● **Work task**: Examine the records below. Report how many of their lines contain the word "runtime", with no other content.

● **Data to use**:
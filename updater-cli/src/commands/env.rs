//! `image-updater env list|show`

use std::path::Path;

use anyhow::{Context, Result};
use clap::{Args, Subcommand};
use colored::Colorize;
use serde::Serialize;
use tabled::{settings::Style, Table, Tabled};

use updater_core::config::ledger_dir_at;
use updater_core::{Environment, EnvironmentId, Settings};
use updater_engine::{DeploymentLedger, FileLedger, ManifestInfo};

#[derive(Subcommand, Debug)]
pub enum EnvCommand {
    /// List configured environments.
    List(EnvListArgs),
    /// Show one environment and its latest deployment.
    ///
    /// With `--manifest`, also clone the repository and show what the
    /// manifest declares and the last commit that touched it.
    Show(EnvShowArgs),
}

#[derive(Args, Debug)]
pub struct EnvListArgs {
    /// Emit machine-readable JSON.
    #[arg(long)]
    pub json: bool,
}

#[derive(Args, Debug)]
pub struct EnvShowArgs {
    /// Environment id.
    pub environment: String,

    /// Read the manifest from the repository as well.
    #[arg(long)]
    pub manifest: bool,

    /// Emit machine-readable JSON.
    #[arg(long)]
    pub json: bool,
}

#[derive(Serialize)]
struct EnvironmentJson {
    id: String,
    application: String,
    image: String,
    policy: String,
    repository: String,
    branch: String,
    manifest_path: String,
    tag_path: String,
    poll_interval_secs: u64,
}

impl From<&Environment> for EnvironmentJson {
    fn from(env: &Environment) -> Self {
        Self {
            id: env.id.to_string(),
            application: env.application.clone(),
            image: env.image.to_string(),
            policy: env.policy.to_string(),
            repository: env.repository.url.clone(),
            branch: env.repository.branch.clone(),
            manifest_path: env.manifest_path.display().to_string(),
            tag_path: env.schema.tag_path.clone(),
            poll_interval_secs: env.poll_interval.as_secs(),
        }
    }
}

#[derive(Tabled)]
struct EnvironmentRow {
    #[tabled(rename = "environment")]
    id: String,
    #[tabled(rename = "application")]
    application: String,
    #[tabled(rename = "image")]
    image: String,
    #[tabled(rename = "policy")]
    policy: String,
    #[tabled(rename = "manifest")]
    manifest: String,
    #[tabled(rename = "poll")]
    poll: String,
}

pub fn run(command: EnvCommand) -> Result<()> {
    match command {
        EnvCommand::List(args) => list(args),
        EnvCommand::Show(args) => show(args),
    }
}

fn list(args: EnvListArgs) -> Result<()> {
    let home = super::home()?;
    let settings = super::load_settings(&home)?;

    if args.json {
        let rows: Vec<EnvironmentJson> =
            settings.environments.iter().map(EnvironmentJson::from).collect();
        return super::print_json(&rows);
    }

    if settings.environments.is_empty() {
        println!("No environments configured.");
        return Ok(());
    }

    let rows: Vec<EnvironmentRow> = settings
        .environments
        .iter()
        .map(|env| EnvironmentRow {
            id: env.id.to_string(),
            application: env.application.clone(),
            image: env.image.to_string(),
            policy: env.policy.to_string(),
            manifest: format!(
                "{}@{}:{}",
                env.repository.branch,
                env.manifest_path.display(),
                env.schema.tag_path
            ),
            poll: format!("{}s", env.poll_interval.as_secs()),
        })
        .collect();
    let mut table = Table::new(rows);
    table.with(Style::rounded());
    println!("{table}");
    Ok(())
}

fn show(args: EnvShowArgs) -> Result<()> {
    let home = super::home()?;
    let settings = super::load_settings(&home)?;
    let id = EnvironmentId::from(args.environment.as_str());
    let env = settings
        .environment(&id)
        .with_context(|| format!("unknown environment '{id}'"))?;

    let ledger = FileLedger::open(ledger_dir_at(&home));
    let latest = ledger
        .list_by_environment(&id)
        .with_context(|| format!("failed to read deployment history for '{id}'"))?
        .into_iter()
        .next();

    let manifest = if args.manifest {
        Some(read_manifest(&home, &settings, &id)?)
    } else {
        None
    };

    if args.json {
        return super::print_json(&serde_json::json!({
            "environment": EnvironmentJson::from(env),
            "latest_deployment": latest,
            "manifest": manifest,
        }));
    }

    println!("{}", env.id.to_string().bold());
    println!("  application:  {}", env.application);
    println!("  image:        {}", env.image);
    println!("  policy:       {}", env.policy);
    println!("  repository:   {} ({})", env.repository.url, env.repository.branch);
    println!("  manifest:     {}", env.manifest_path.display());
    println!("  tag path:     {}", env.schema.tag_path);
    if let Some(digest_path) = &env.schema.digest_path {
        println!("  digest path:  {digest_path}");
    }
    println!("  poll every:   {}s", env.poll_interval.as_secs());

    match latest {
        Some(record) => println!(
            "  last deploy:  {} -> {} {} ({})",
            record.previous_tag.as_deref().unwrap_or("-"),
            record.new_tag,
            super::history::outcome_label(&record.outcome),
            record.updated_at.format("%Y-%m-%d %H:%M:%S UTC"),
        ),
        None => println!("  last deploy:  {}", "never".bright_black()),
    }

    if let Some(info) = manifest {
        match &info.digest {
            Some(digest) => println!(
                "  declared:     {} ({})",
                info.tag.bold(),
                super::short(digest.as_str(), 19)
            ),
            None => println!("  declared:     {}", info.tag.bold()),
        }
        match info.last_change {
            Some(change) => println!(
                "  changed in:   {} {}{}",
                super::short(&change.commit, 7),
                change.summary.as_deref().unwrap_or(""),
                change
                    .at
                    .map(|at| format!(" ({})", at.format("%Y-%m-%d %H:%M:%S UTC")))
                    .unwrap_or_default(),
            ),
            None => println!(
                "  changed in:   {}",
                "not within the configured history depth".bright_black()
            ),
        }
    }
    Ok(())
}

fn read_manifest(home: &Path, settings: &Settings, id: &EnvironmentId) -> Result<ManifestInfo> {
    let engine = super::build_engine(home, settings)?;
    super::block_on(engine.manifest_info(id))?
        .with_context(|| format!("failed to read the manifest of '{id}'"))
}
//! image-updater daemon: poll scheduler, webhook intake, config watcher and
//! the local control socket, all driving one shared reconciliation engine.

mod error;
pub mod intake;
pub mod paths;
pub mod protocol;
mod runtime;
pub mod scheduler;
mod watcher;

pub use error::DaemonError;
pub use intake::{dispatch, Dispatched, Notification};
pub use protocol::{
    request_history, request_reconcile, request_status, request_stop, request_webhook,
    send_request, DaemonRequest, DaemonResponse,
};
pub use runtime::{init_tracing, run, serve, start_blocking};
pub use scheduler::Scheduler;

● **Reply to the exercise**: 2